## EXERCISE BRIEF
Produce an exact copy of the lines below, starting at the first and ending with the line containing "a video-only file.".

=== DATA FOR REVIEW ===

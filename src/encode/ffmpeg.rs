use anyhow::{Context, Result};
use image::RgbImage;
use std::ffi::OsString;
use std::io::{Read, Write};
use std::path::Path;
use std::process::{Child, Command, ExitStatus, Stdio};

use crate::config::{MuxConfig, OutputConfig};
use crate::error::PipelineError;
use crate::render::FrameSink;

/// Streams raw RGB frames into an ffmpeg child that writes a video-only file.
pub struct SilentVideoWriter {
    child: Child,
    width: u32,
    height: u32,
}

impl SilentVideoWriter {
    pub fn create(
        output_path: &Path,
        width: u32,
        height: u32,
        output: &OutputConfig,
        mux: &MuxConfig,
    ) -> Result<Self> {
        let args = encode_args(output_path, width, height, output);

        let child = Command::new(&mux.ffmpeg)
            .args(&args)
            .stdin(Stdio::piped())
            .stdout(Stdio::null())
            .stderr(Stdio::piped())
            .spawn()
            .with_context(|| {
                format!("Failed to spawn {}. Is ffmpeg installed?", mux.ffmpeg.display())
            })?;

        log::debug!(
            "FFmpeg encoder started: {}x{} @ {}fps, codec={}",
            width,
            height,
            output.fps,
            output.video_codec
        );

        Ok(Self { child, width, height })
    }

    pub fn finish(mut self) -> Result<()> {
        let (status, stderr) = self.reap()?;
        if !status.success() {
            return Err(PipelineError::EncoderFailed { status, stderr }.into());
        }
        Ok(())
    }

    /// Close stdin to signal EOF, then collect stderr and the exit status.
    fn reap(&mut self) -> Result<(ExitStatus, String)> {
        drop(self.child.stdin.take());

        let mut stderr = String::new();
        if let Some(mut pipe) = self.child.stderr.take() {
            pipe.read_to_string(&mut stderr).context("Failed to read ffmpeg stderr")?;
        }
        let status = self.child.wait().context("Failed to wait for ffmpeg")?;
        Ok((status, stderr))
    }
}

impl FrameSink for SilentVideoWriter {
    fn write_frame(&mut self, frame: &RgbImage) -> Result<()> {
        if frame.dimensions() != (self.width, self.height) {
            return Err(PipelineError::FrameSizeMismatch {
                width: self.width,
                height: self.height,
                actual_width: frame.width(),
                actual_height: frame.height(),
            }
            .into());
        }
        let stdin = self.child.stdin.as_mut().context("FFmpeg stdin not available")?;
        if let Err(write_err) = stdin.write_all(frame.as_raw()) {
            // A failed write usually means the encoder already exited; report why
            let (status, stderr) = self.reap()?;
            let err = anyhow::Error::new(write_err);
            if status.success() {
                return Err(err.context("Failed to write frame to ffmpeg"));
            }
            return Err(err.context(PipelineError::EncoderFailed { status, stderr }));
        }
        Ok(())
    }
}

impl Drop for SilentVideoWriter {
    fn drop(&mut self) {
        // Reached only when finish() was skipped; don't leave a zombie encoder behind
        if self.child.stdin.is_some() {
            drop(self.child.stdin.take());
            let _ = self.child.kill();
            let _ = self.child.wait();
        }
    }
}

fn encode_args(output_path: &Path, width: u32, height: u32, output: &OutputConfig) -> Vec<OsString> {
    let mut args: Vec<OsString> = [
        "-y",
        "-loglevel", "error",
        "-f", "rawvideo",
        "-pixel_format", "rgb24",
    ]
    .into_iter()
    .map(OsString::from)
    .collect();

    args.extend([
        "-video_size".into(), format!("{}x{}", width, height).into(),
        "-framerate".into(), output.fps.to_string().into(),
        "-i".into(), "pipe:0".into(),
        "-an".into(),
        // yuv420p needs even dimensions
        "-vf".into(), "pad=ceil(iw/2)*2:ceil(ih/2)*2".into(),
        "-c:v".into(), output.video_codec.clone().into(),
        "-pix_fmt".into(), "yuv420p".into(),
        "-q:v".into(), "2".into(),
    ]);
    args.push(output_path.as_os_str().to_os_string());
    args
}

===

## RESULT
filename src/encode/ffmpeg.rs
use anyhow::{Context, Result};
use image::RgbImage;
use std::ffi::OsString;
use std::io::{Read, Write};
use std::path::Path;
use std::process::{Child, Command, ExitStatus, Stdio};

use crate::config::{MuxConfig, OutputConfig};
use crate::error::PipelineError;
use crate::render::FrameSink;

/// Streams raw RGB frames into an ffmpeg child that writes a video-only file.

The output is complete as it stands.